Thirdly, God is made known to us in the giving and receiving of hospitality.

It is a lovely detail in this story that when they reach their destination, their new companion walks ahead “as if he were going on” and they must urge him to stay and be their guest. Then he, in turn, in words that are as familiar to us as they were to his first followers, takes on the role of host. “He took bread, blessed and broke it, and gave it to them…” In the mutuality of listening and speaking, in the mutuality of guest and host our God comes to us and invites us into true communion; true communion in which God is made known to us and God is made known to others.

God is made known to us – and through us to others – in true hospitality.

I am reading a book at the moment, Let Your Life Speak, by Quaker writer Parker Palmer and in it he describes a time in his life where he suffered from deep depression, where like these disciples all he had hoped seemed lost. Some of his friends, he says, despite good intentions were no better than Job’s comforters, telling him to ‘get over it’, to go and soak up some sunshine and look at the flowers. Or telling him what a good person he was, what a great job he had done in the past and would do in the future. This only deepened his depression. Or they said they understood exactly how he felt. This he knew was a falsehood. “No one,” he writes, “can fully experience another person’s mystery.”

“Blessedly,” he says, “there were several people, family and friends, who had the courage to stand with me in a simple and healing way.” One was a friend named Bill who, having asked permission to do so, would stop at Palmer’s house every afternoon, sit him down in a chair, take off his shoes and socks and for half an hour simply massage his feet.

“Bill rarely spoke a word,” Palmer writes. “When he did, he never gave advice, but simply mirrored my condition. He would say, “I can sense your struggle today,” or, “It feels like you are getting stronger.” I could not always respond, but his words were deeply helpful; they reassured me that I could still be seen by someone…. This is the kind of love that my friend Bill offered. He never tried to invade my awful inwardness with false comfort or advice; he simply stood on its boundaries, modelling the respect for me and my journey – and the courage to let it be – that I myself needed if I was to endure.”

In our distress and disappointment, in our sense that in this Covid 19 situation all that we had hoped is lost, God continues to make Godself known to us in the ones who come beside us, the phone calls in our isolation, the notes and gifts left on doorsteps from neighbours, the stranger with the kind word or the extra smile as we keep our distance at the shops or out walking the dog.

God continues to make Godself known in the opening of Scripture each morning at 8am in our community prayers or over Zoom on Sundays or in our small groups or our own reading.

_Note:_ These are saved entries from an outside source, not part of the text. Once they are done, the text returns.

use axum::{
    Json,
    extract::{Path, State},
};
use chrono::{DateTime, Utc};
use serde::{Deserialize, Serialize};

use aeroride_auth_types::identity::SessionIdentity;
use aeroride_core::error::AppError;

use crate::error::RidesServiceError;
use crate::handlers::actor;
use crate::handlers::ride::RideResponse;
use crate::state::AppState;
use crate::usecase::ticket::{ScanTicketUseCase, VerifyTicketUseCase};

// ── GET /rides/tickets/{qr_code} ─────────────────────────────────────────────

#[derive(Serialize)]
pub struct VerifyTicketResponse {
    pub valid: bool,
    pub qr_code: String,
    pub ride: RideResponse,
    #[serde(serialize_with = "aeroride_core::serde::to_rfc3339_ms")]
    pub verification_time: DateTime<Utc>,
}

pub async fn verify_ticket(
    identity: Result<SessionIdentity, AppError>,
    State(state): State<AppState>,
    Path(qr_code): Path<String>,
) -> Result<Json<VerifyTicketResponse>, RidesServiceError> {
    actor(identity)?;
    let usecase = VerifyTicketUseCase {
        rides: state.ride_repo(),
    };
    let check = usecase.execute(&qr_code).await?;
    Ok(Json(VerifyTicketResponse {
        valid: check.valid,
        qr_code,
        ride: check.ride.into(),
        verification_time: check.checked_at,
    }))
}

// ── POST /rides/tickets/scan ─────────────────────────────────────────────────

#[derive(Deserialize)]
pub struct ScanTicketRequest {
    pub qr_code: Option<String>,
}

#[derive(Serialize)]
pub struct ScanTicketResponse {
    pub message: &'static str,
    pub ride: RideResponse,
}

fn required_code(qr_code: Option<String>) -> Result<String, RidesServiceError> {
    qr_code
        .map(|c| c.trim().to_owned())
        .filter(|c| !c.is_empty())
        .ok_or_else(|| RidesServiceError::MissingFields(vec!["qr_code"]))
}

pub async fn scan_ticket(
    identity: Result<SessionIdentity, AppError>,
    State(state): State<AppState>,
    Json(body): Json<ScanTicketRequest>,
) -> Result<Json<ScanTicketResponse>, RidesServiceError> {
    let actor = actor(identity)?;
    let qr_code = required_code(body.qr_code)?;
    let usecase = ScanTicketUseCase {
        rides: state.ride_repo(),
    };
    let ride = usecase.execute(actor, &qr_code).await?;
    Ok(Json(ScanTicketResponse {
        message: "Ticket scanned successfully",
        ride: ride.into(),
    }))
}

God continues to make Godself known to us in the hospitality we show to each other – our preparedness to listen, to share, to allow others to break bread for us, to give to others in return. To model, as Parker Palmer says, the respect for others and their journey that all of us need if we are to endure.

In these ordinary yet extraordinary ways God continues to make Godself known to us and we, as the community of faith, continue to declare, “The Lord has risen indeed!”